4. Homestead and dower rights are much alike. Both are inchoate during the life of the husband, not perfected till duly assigned. Both are assignable by the judge of probate out of the estate of which the husband died seized. Where he was not seized it would be an anomaly for him to assign it. That court has jurisdiction of dead men’s estates, not of the living, except in partition, where there is no dispute about the title. The ease of Norris v. Moulton does not change the practice. That case finds that the husband did die seized and possessed of the estate. The mortgagee was not a party to the suit. His rights were no way impaired by the judgment there rendered. The proceedings were expressly subordinate to the rights of the mortgagee. The mortgage was considered only as a lien upon the estate, which might or might not be enforced.
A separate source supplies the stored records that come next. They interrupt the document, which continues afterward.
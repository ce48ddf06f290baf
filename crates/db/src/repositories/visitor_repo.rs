//! Repository for the `visitors` table.

use sqlx::PgPool;
use veranda_core::types::DbId;

use crate::models::visitor::{CreateVisitor, Visitor};

/// Column list for `visitors` queries.
const COLUMNS: &str = "id, project_id, unit_id, name, id_number, vehicle_plate, purpose, \
     expected_at, checked_in_at, checked_out_at, status, logged_by, created_at";

/// Provides CRUD operations for visitor logs.
pub struct VisitorRepo;

impl VisitorRepo {
    /// Register a visitor. For a walk-in, `check_in` follows immediately.
    pub async fn create(
        pool: &PgPool,
        project_id: DbId,
        logged_by: DbId,
        input: &CreateVisitor,
    ) -> Result<Visitor, sqlx::Error> {
        let query = format!(
            "INSERT INTO visitors (project_id, unit_id, name, id_number, vehicle_plate, purpose, expected_at, logged_by)
             VALUES ($1, $2, $3, $4, $5, $6, $7, $8)
             RETURNING {COLUMNS}"
        );
        sqlx::query_as::<_, Visitor>(&query)
            .bind(project_id)
            .bind(input.unit_id)
            .bind(&input.name)
            .bind(&input.id_number)
            .bind(&input.vehicle_plate)
            .bind(&input.purpose)
            .bind(input.expected_at)
            .bind(logged_by)
            .fetch_one(pool)
            .await
    }

    /// Find a visitor record by id.
    pub async fn find_by_id(pool: &PgPool, id: DbId) -> Result<Option<Visitor>, sqlx::Error> {
        let query = format!("SELECT {COLUMNS} FROM visitors WHERE id = $1");
        sqlx::query_as::<_, Visitor>(&query)
            .bind(id)
            .fetch_optional(pool)
            .await
    }

    /// List a project's visitor records with an optional status filter,
    /// newest first.
    pub async fn list_by_project(
        pool: &PgPool,
        project_id: DbId,
        status: Option<&str>,
        limit: i64,
        offset: i64,
    ) -> Result<Vec<Visitor>, sqlx::Error> {
        let query = format!(
            "SELECT {COLUMNS} FROM visitors \
             WHERE project_id = $1 AND ($2::text IS NULL OR status = $2) \
             ORDER BY created_at DESC \
             LIMIT $3 OFFSET $4"
        );
        sqlx::query_as::<_, Visitor>(&query)
            .bind(project_id)
            .bind(status)
            .bind(limit)
            .bind(offset)
            .fetch_all(pool)
            .await
    }

    /// List a unit's visitor records, newest first.
    pub async fn list_by_unit(pool: &PgPool, unit_id: DbId) -> Result<Vec<Visitor>, sqlx::Error> {
        let query =
            format!("SELECT {COLUMNS} FROM visitors WHERE unit_id = $1 ORDER BY created_at DESC");
        sqlx::query_as::<_, Visitor>(&query)
            .bind(unit_id)
            .fetch_all(pool)
            .await
    }

    /// Check an expected visitor in at the gate.
    ///
    /// Returns `None` if the record does not exist or is not `expected`.
    pub async fn check_in(pool: &PgPool, id: DbId) -> Result<Option<Visitor>, sqlx::Error> {
        let query = format!(
            "UPDATE visitors SET status = 'checked_in', checked_in_at = NOW()
             WHERE id = $1 AND status = 'expected'
             RETURNING {COLUMNS}"
        );
        sqlx::query_as::<_, Visitor>(&query)
            .bind(id)
            .fetch_optional(pool)
            .await
    }

    /// Check a visitor out.
    ///
    /// Returns `None` if the record does not exist or is not `checked_in`.
    pub async fn check_out(pool: &PgPool, id: DbId) -> Result<Option<Visitor>, sqlx::Error> {
        let query = format!(
            "UPDATE visitors SET status = 'checked_out', checked_out_at = NOW()
             WHERE id = $1 AND status = 'checked_in'
             RETURNING {COLUMNS}"
        );
        sqlx::query_as::<_, Visitor>(&query)
            .bind(id)
            .fetch_optional(pool)
            .await
    }

    /// Count today's visitors for a project (checked in or registered today).
    pub async fn count_today(pool: &PgPool, project_id: DbId) -> Result<i64, sqlx::Error> {
        let count: Option<i64> = sqlx::query_scalar(
            "SELECT COUNT(*) FROM visitors \
             WHERE project_id = $1 AND created_at >= CURRENT_DATE",
        )
        .bind(project_id)
        .fetch_one(pool)
        .await?;
        Ok(count.unwrap_or(0))
    }
}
The cases cited to show want of jurisdiction in the probate court to assign dower, where the husband had only an equity of redemption, are of like authority against a homestead claim under a like state of the title. No objection was taken to the jurisdiction of the court. If the appellant is entitled to her homestead in Mrs. Tufts’ half of the farm, it does not follow that the court of probate must assign it to her. "Wherever the statute gives a right, but provides no remedy, the court will provide one. It would be within the fair exercise of the general powers of the Supreme Court to provide that proceedings, analogous to those in ease of dower, should be adopted for the recovery of a homestead, in property of which the husband did not die seized; namely, a demand to be made before suit, a writ, like that of dower or execution, demanding the sheriff to set off' the homestead by appraisers; or the court might appoint a committee to report what would be a reasonable homestead, and upon its acceptance issue a writ of possession and for costs. If the statute is wholly defective in this respect it is but one of its numerous defects requiring further legislation, and does not show that the probate court is authorized to try land titles.
Bell, C. J.*
. In the case of Hoitt v. Webb, 36 N. H. 166, the question arose in what property a widow is entitled to claim a homestead. The husband owned two houses, standing on different lots, in one of which he lived with his wife and family, and the other was leased to a tenant. The wife had her dower assigned to her in the house in which her husband lived, and she claimed her homestead in the other house and lot. It was held that “ homestead means the home place; the place where the home is. It is the home, the house and adjoining land, where the head of the family dwell; the home farm. It does not extend to other tenements, lots and farms, that are not occupied personally by the owner and his family; houses in which they do not dwell, and farms on which they do not live. It cannot apply to leased property occupied by tenants, where the owner does not dwell.” From this description we think it follows that, as a man can have but one home at the same time (Abington v. North-Bridgewater, 23 Pick. 177) so he can have but one homestead. As, by gaining a new home, he necessarily loses the old, so if he acquires a new homestead at his new home, his old homestead, and all rights appertaining to it, are necessarily lost. Many men change their homes frequently, and with each change of home purchase new farms and new buildings, which thenceforth become their homesteads. But we think the homestead exemption cannot be construed to apply to more than one homestead at the same time. In this respect the homestead right is entirely unlike the right of dower, to which, in certain respects, it has been compared, and to which it has certain analogies. The right of dower attaches itself to every parcel of real estate to which the husband may become entitled during the continuance of the marriage relation; and the estate which may be claimed and assigned to the wife may be of unlimited value; but the homestead right can be assigned in only one estate, and its value cannot in any event exceed five hundred dollars.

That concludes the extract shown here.